▸ Task to carry out: Using the records below, repeat exactly the lines from the one holding "# Common labels" through the one holding "pub const LOOKUPS_TOTAL: &str", both ends included, and no others.

▸ Provided records:
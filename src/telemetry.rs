//! Telemetry metric name constants.
//!
//! Centralised metric names for cache operations. Consumers install their
//! own `metrics` recorder (e.g. prometheus, statsd); without a recorder
//! installed, all metric calls are no-ops.
//!
//! # Metric naming conventions
//!
//! All metrics are prefixed with `rescache_`. Counters end in `_total`.
//!
//! # Common labels
//!
//! - `entity_type`: configured entity type (e.g. "project", "team")
//! - `outcome`: lookup outcome: "hit", "stale" or "miss"
//! - `kind`: request kind: "entities" or "relation"

/// Total entity lookups answered by the store.
///
/// Labels: `entity_type`, `outcome` ("hit" | "stale" | "miss").
pub const LOOKUPS_TOTAL: &str = "rescache_lookups_total";

/// Total network requests dispatched by the coordinator (after merging and
/// chunking; each relation page counts once).
///
/// Labels: `kind` ("entities" | "relation").
pub const REQUESTS_DISPATCHED_TOTAL: &str = "rescache_requests_dispatched_total";

/// Total fetches dropped because the API call failed.
///
/// Labels: `kind` ("entities" | "relation").
pub const FETCH_ERRORS_TOTAL: &str = "rescache_fetch_errors_total";

/// Number of ids per dispatched entity batch.
pub const BATCH_SIZE: &str = "rescache_batch_size";

/// Total writes rejected because a newer write had already been applied.
///
/// Labels: `entity_type`.
pub const STALE_WRITES_REJECTED_TOTAL: &str = "rescache_stale_writes_rejected_total";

▸ Expected answer:
//! # Common labels
//!
//! - `entity_type`: configured entity type (e.g. "project", "team")
//! - `outcome`: lookup outcome: "hit", "stale" or "miss"
//! - `kind`: request kind: "entities" or "relation"

/// Total entity lookups answered by the store.
///
/// Labels: `entity_type`, `outcome` ("hit" | "stale" | "miss").
pub const LOOKUPS_TOTAL: &str = "rescache_lookups_total";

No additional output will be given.